>>>>

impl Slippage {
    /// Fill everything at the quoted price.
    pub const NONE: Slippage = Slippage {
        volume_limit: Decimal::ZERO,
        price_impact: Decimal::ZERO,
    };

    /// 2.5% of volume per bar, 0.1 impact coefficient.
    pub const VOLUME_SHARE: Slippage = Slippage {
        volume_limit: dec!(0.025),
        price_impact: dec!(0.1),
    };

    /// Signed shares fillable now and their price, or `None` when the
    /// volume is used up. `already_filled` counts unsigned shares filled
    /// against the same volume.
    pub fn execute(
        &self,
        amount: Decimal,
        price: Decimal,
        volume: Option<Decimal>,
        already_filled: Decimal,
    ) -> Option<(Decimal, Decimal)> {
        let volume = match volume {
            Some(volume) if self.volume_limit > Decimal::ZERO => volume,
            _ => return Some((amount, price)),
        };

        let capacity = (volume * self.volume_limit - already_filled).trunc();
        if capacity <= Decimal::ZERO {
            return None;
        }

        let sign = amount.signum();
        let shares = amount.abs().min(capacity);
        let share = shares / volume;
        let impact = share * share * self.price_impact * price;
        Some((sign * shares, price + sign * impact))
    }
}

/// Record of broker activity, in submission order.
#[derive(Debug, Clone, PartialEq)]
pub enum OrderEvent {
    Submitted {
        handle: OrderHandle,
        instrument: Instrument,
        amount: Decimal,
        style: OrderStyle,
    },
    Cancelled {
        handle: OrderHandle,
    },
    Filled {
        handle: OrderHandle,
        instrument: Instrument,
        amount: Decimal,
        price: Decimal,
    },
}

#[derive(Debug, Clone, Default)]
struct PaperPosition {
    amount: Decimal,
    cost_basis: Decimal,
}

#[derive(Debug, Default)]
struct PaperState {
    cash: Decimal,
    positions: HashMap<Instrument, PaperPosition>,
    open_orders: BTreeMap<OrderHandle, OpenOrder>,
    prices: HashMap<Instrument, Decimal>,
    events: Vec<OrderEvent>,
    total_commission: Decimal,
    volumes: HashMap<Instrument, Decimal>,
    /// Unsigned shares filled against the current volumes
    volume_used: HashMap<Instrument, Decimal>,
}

<<<<

## [ACTIVITY]
Only one number is wanted: how many lines in the records above contain the string "return".

## [YOUR RESPONSE]
2